Thank you very much for the clear explanation and example, this is a wonderful Christmas present :-D

❝ # in period 3, the model can only estimate the sum of Period3 and TreatmentR

❝ m.full <- lm(logCmax ~ sequence + subject %in% sequence + period + tmt, data = d0)

❝ # There is no information at all to distinguish Period and Reference

❝ # (no T to distinguish)

❝ # due to residual DF changes F for trt effects is also changed

❝ # The least-squares estimate of the treatment contrast (T–R) uses only periods 1 and 2

❝ # Any change in period 3’s reference mean simply changes the period 3 effect, not the treatment effect

❝ # Therefore the PE (T/R ratio) is exactly the same as in the pure 2-period 2×2 core:

So the values of reference treatment in period 3 are irrelevant for estimating the treatment effect (and therefore for calculating PE and 90% CI)? If I understand correctly, the model assumes that these "lower" values of reference treatment in period 3 are a " consequence" of the period (period effect) rather than the reference product itself? Consequently, the model assumes that if. e.g. the values of reference treatment are about 50% lower in period 3, the values of test treatment would also be about 50% lower if administered in the same period 3? Therefore, the PE remains unchanged?
What does one then even gain with this design (with additional 3rd period) - I assume this design is more powerful than 2x2x2 design and therefore the 90% CIs should be narrower compared to 2x2x2?

Additional question; for this extra-reference design I have seen statements such as
- "Since the Test is not administered in all periods, lacking period effects must be assumed" [link],
- "The three period partial replicate design with two sequences TRR|RTR (a.k.a. extra-reference design) should be avoided because it is biased in the presence of period effects" [link] and
- "[...] a true period effect may give a biased treatment estimate in the extra-reference design"[link].
I am a little confused about what this means exactly. Here in our example we have period effect - does that mean that the calculated PE is biased?
Or is PE (treatment effect) biased only if we exclude factor period (i.e. using ANOVA model with treatment, sequence and subject(sequence)) in the presence of period effect (as is the case here)? Namely if we exclude factor period from the ANOVA model, I think it would then also take into account reference data in period 3 for the calculation of treatment effect (PE) and the results would differ from that based on the first 2 periods?
Therefore, would ANOVA model without factor period (i.e. ANOVA model of treatment, sequence and subject(sequence) also suffice if there is no period effect?

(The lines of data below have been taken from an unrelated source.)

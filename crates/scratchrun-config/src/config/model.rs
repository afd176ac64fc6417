use camino::Utf8PathBuf;
use serde::{Deserialize, Serialize};
use std::time::Duration;

/// Launcher used when nothing else is configured
pub const DEFAULT_LAUNCH_PROGRAM: &str = "java";

/// Default child process timeout in seconds
pub const DEFAULT_TIMEOUT_SECS: u64 = 60;

/// `[defaults]` section
#[derive(Debug, Clone, Default, Deserialize, Serialize)]
pub struct Defaults {
    pub verbose: Option<bool>,
}

/// `[launch]` section: how the compiled scratch program is started
#[derive(Debug, Clone, Deserialize, Serialize)]
pub struct LaunchConfig {
    #[serde(default = "default_program")]
    pub program: String,
    /// Arguments placed before `-cp`
    #[serde(default)]
    pub jvm_args: Vec<String>,
    #[serde(default = "default_timeout")]
    pub timeout_secs: u64,
}

fn default_program() -> String {
    DEFAULT_LAUNCH_PROGRAM.to_string()
}

fn default_timeout() -> u64 {
    DEFAULT_TIMEOUT_SECS
}

impl Default for LaunchConfig {
    fn default() -> Self {
        Self {
            program: default_program(),
            jvm_args: Vec::new(),
            timeout_secs: DEFAULT_TIMEOUT_SECS,
        }
    }
}

impl LaunchConfig {
    #[must_use]
    pub fn timeout(&self) -> Duration {
        Duration::from_secs(self.timeout_secs)
    }
}

/// `[classpath]` section: runtime context of the scratch module
#[derive(Debug, Clone, Default, Deserialize, Serialize)]
pub struct ClasspathConfig {
    /// Compiled output directories of the associated module
    #[serde(default)]
    pub module_output: Vec<Utf8PathBuf>,
    /// Transitive dependency jars and directories
    #[serde(default)]
    pub dependencies: Vec<Utf8PathBuf>,
}

/// An external program backing one toolchain collaborator.
///
/// `{input}`, `{unit}`, `{out_dir}` and `{classpath}` in `args` are
/// substituted per call.
#[derive(Debug, Clone, PartialEq, Eq, Deserialize, Serialize)]
pub struct ToolCommand {
    pub program: String,
    #[serde(default)]
    pub args: Vec<String>,
}

impl ToolCommand {
    #[must_use]
    pub fn new<I, S>(program: impl Into<String>, args: I) -> Self
    where
        I: IntoIterator<Item = S>,
        S: Into<String>,
    {
        Self {
            program: program.into(),
            args: args.into_iter().map(Into::into).collect(),
        }
    }
}

/// `[toolchain]` section
#[derive(Debug, Clone, Default, Deserialize, Serialize)]
pub struct ToolchainConfig {
    pub instrumenter: Option<ToolCommand>,
    pub analyzer: Option<ToolCommand>,
    pub compiler: Option<ToolCommand>,
}

impl ToolchainConfig {
    /// Names of the collaborators with no command configured.
    #[must_use]
    pub fn missing(&self) -> Vec<&'static str> {
        let mut missing = Vec::new();
        if self.instrumenter.is_none() {
            missing.push("instrumenter");
        }
        if self.analyzer.is_none() {
            missing.push("analyzer");
        }
        if self.compiler.is_none() {
            missing.push("compiler");
        }
        missing
    }
}

/// Overrides collected from the command line.
#[derive(Debug, Clone, Default)]
pub struct CliArgs {
    pub config_path: Option<std::path::PathBuf>,
    pub verbose: Option<bool>,
    pub launch_program: Option<String>,
    pub timeout_secs: Option<u64>,
}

Merry Christmas to everyone!
BEQool

mittyri
★★

Russia,
2025-12-29 23:16
(155 d 23:21 ago)

@ BEQool
Posting: # 24542
Views: 1,636

extra-reference design: no period effect assumption

Post reply

Dear BEQool!

❝ So the values of reference treatment in period 3 are irrelevant for estimating the treatment effect (and therefore for calculating PE and 90% CI)?

Yes - for PE under the standard fixed effects model with period (any systematic shift in period 3, R is absorbed by the period 3 effect)
No - for CI (see residual MS and residual df)

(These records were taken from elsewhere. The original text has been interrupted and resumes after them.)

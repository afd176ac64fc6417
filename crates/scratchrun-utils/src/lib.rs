pub mod error;
pub mod exit_codes;
pub mod logging;
pub mod segment;
pub mod types;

❝ If I understand correctly, the model assumes that these "lower" values of reference treatment in period 3 are a " consequence" of the period (period effect) rather than the reference product itself? Consequently, the model assumes that if. e.g. the values of reference treatment are about 50% lower in period 3, the values of test treatment would also be about 50% lower if administered in the same period 3? Therefore, the PE remains unchanged?

Yes, if period 3 R values are lower and period 3 contains only R, then the model can only represent that systematic shift through the period 3 coefficient (if period term is included in the model, see below)

❝ What does one then even gain with this design (with additional 3rd period) - I assume this design is more powerful than 2x2x2 design and therefore the 90% CIs should be narrower compared to 2x2x2?

Some CI tightening via more df/different MSE, but that’s typically not the reason to choose the design. It allows reference-scaled BE - that's the only real gain we can guess. Although more affordable designs exist (TRT|RTR, TRR|RRT|RTR)

❝ I am a little confused about what this means exactly. Here in our example we have period effect - does that mean that the calculated PE is biased?

With the model including period, treatment estimate is not biased in the way you are worried about, because the period 3 shift is absorbed by the period term, and the contrast is identified from where both treatments occur.
The bias warnings mainly target analysis without period term included (i.e. assuming no period effect). So there's a trade-off: include period term and get PE driven by periods 1-2 or omit period term and assume no period effect at all.

❝ Or is PE (treatment effect) biased only if we exclude factor period (i.e. using ANOVA model with treatment, sequence and subject(sequence)) in the presence of period effect (as is the case here)? Namely if we exclude factor period from the ANOVA model, I think it would then also take into account reference data in period 3 for the calculation of treatment effect (PE) and the results would differ from that based on the first 2 periods? Therefore, would ANOVA model without factor period (i.e. ANOVA model of treatment, sequence and subject(sequence) also suffice if there is no period effect?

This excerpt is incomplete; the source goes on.